ECE2021 Presented Eposters Presented ePosters 15: Late Breaking (8 abstracts)
1Ankara City Hospital, Department of Endocrinology and Metabolism, Turkey; 2Yildirim Beyazit University Faculty of Medicine, Ankara City Hospital, Department of Endocrinology and Metabolism, Turkey
Background
Diabetic ketoacidosis (DKA) is one of the most serious complications of diabetes. It is characterised by the triad of hyperglycemia (blood sugar >250 mg/dl), ketosis and metabolic acidosis (arterial pH <7.3 and serum bicarbonate <18 mEq/l). Rarely these patients can present with blood glucose (BG) levels of less than 200 mg/dl, which is defined as euglycemic DKA.
Case
A 22-year-old female patient applied to the primary care physician with tingling and numbness in the hands. Fasting blood glucose was 205 mg/dl with normal renal and liver function tests in the first laboratory evaluation and then suggested to apply to the endocrinology clinic. After learning about high blood sugar level, she avoided foods containing carbohydrates and followed a ketogenic diet. She is 160 cm tall and 45 kg heavy. The patient referred to the endocrinology clinic with nausea two weeks later. Her plasma glucose level was 86 mg/dl with an HbA1C of%10.3. HbA1C measurement was repeated and confirmed to be high. She was diagnosed with diabetes. Her laboratory assessments revealed an elevated anion gap of 20.9, increased urinary and plasma ketones, and metabolic acidosis.
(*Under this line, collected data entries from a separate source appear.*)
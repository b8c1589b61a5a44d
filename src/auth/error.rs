// SPDX-License-Identifier: AGPL-3.0-or-later
//
// Copyright (C) 2026 Relational Network

//! Authentication errors.

use axum::{
    http::StatusCode,
    response::{IntoResponse, Response},
};

use crate::error::ApiError;

/// Generic message for every token verification failure.
pub const INVALID_TOKEN_MESSAGE: &str = "Invalid or expired token";

/// Shared message for unknown email and wrong password.
pub const INVALID_CREDENTIALS_MESSAGE: &str = "Invalid email or password";

/// Authentication error type.
///
/// Token failures are deliberately collapsed into `InvalidToken` and login
/// failures into `InvalidCredentials`; callers never learn which check
/// failed.
#[derive(Debug)]
pub enum AuthError {
    /// Email already registered
    Conflict,
    /// Unknown email or wrong password
    InvalidCredentials,
    /// Bad signature, expired, or malformed payload
    InvalidToken,
    /// No `Authorization: Bearer` header
    MissingAuthHeader,
    /// Token subject does not resolve to a user
    UserNotFound,
    /// Hashing, signing or store failure (detail is logged, not returned)
    Internal(String),
}

impl AuthError {
    /// Get the error code for this error.
    pub fn error_code(&self) -> &'static str {
        match self {
            AuthError::Conflict => "conflict",
            AuthError::InvalidCredentials | AuthError::InvalidToken => "unauthorized",
            AuthError::MissingAuthHeader => "missing_auth_header",
            AuthError::UserNotFound => "not_found",
            AuthError::Internal(_) => "internal_error",
        }
    }

    /// Get the HTTP status code for this error.
    pub fn status_code(&self) -> StatusCode {
        match self {
            AuthError::Conflict => StatusCode::CONFLICT,
            AuthError::InvalidCredentials
            | AuthError::InvalidToken
            | AuthError::MissingAuthHeader => StatusCode::UNAUTHORIZED,
            AuthError::UserNotFound => StatusCode::NOT_FOUND,
            AuthError::Internal(_) => StatusCode::INTERNAL_SERVER_ERROR,
        }
    }

    /// Message safe to send to the client.
    pub fn public_message(&self) -> &'static str {
        match self {
            AuthError::Conflict => "User already exists",
            AuthError::InvalidCredentials => INVALID_CREDENTIALS_MESSAGE,
            AuthError::InvalidToken => INVALID_TOKEN_MESSAGE,
            AuthError::MissingAuthHeader => "Authorization header is missing or malformed",
            AuthError::UserNotFound => "User not found",
            AuthError::Internal(_) => crate::error::UNEXPECTED_ERROR_MESSAGE,
        }
    }
}

impl std::fmt::Display for AuthError {
    fn fmt(&self, f: &mut std::fmt::Formatter<'_>) -> std::fmt::Result {
        match self {
            AuthError::Internal(detail) => write!(f, "Internal authentication error: {detail}"),
            other => f.write_str(other.public_message()),
        }
    }
}

impl std::error::Error for AuthError {}

impl From<AuthError> for ApiError {
    fn from(e: AuthError) -> Self {
        if let AuthError::Internal(detail) = &e {
            tracing::error!(error = %detail, "Authentication internal error");
        }
        ApiError::new(e.status_code(), e.public_message()).with_code(e.error_code())
    }
}

impl IntoResponse for AuthError {
    fn into_response(self) -> Response {
        ApiError::from(self).into_response()
    }
}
Low hCG values excluded pregnancy The diagnosis of euglycemic DKA was made, and treatment with intravenous fluids and insulin was initiated, then the patient improved.The C-peptide level was 0.42 µg/l (n:0.813.85 low normal). Anti-glutamic acid decarboxylase and anti-insulin antibodies were negative, while the anti-islet cell antibody was positive. There was no one with diabetes in her family. She was screened for liver diseases and glycogen storage diseases, and no pathological condition was detected.
Conclusion
We present a type 1 diabetic patient diagnosed with euglycemic DKA. The possible aetiology of euglycemic DKA includes decreased caloric intake, heavy alcohol consumption, the recent use of sodium-glucose cotransporter 2 inhibitors, chronic liver disease and glycogen storage disorders. DKA in pregnancy has also been reported to present with euglycemia. Our patient had euglycemic DKA triggered by the ketogenic diet. Euglycemic DKA can be missed or inadequately treated in patients presenting with euglycemia on initial presentation. Recognising this condition in newly diagnosed patients can also be a challenge for physicians.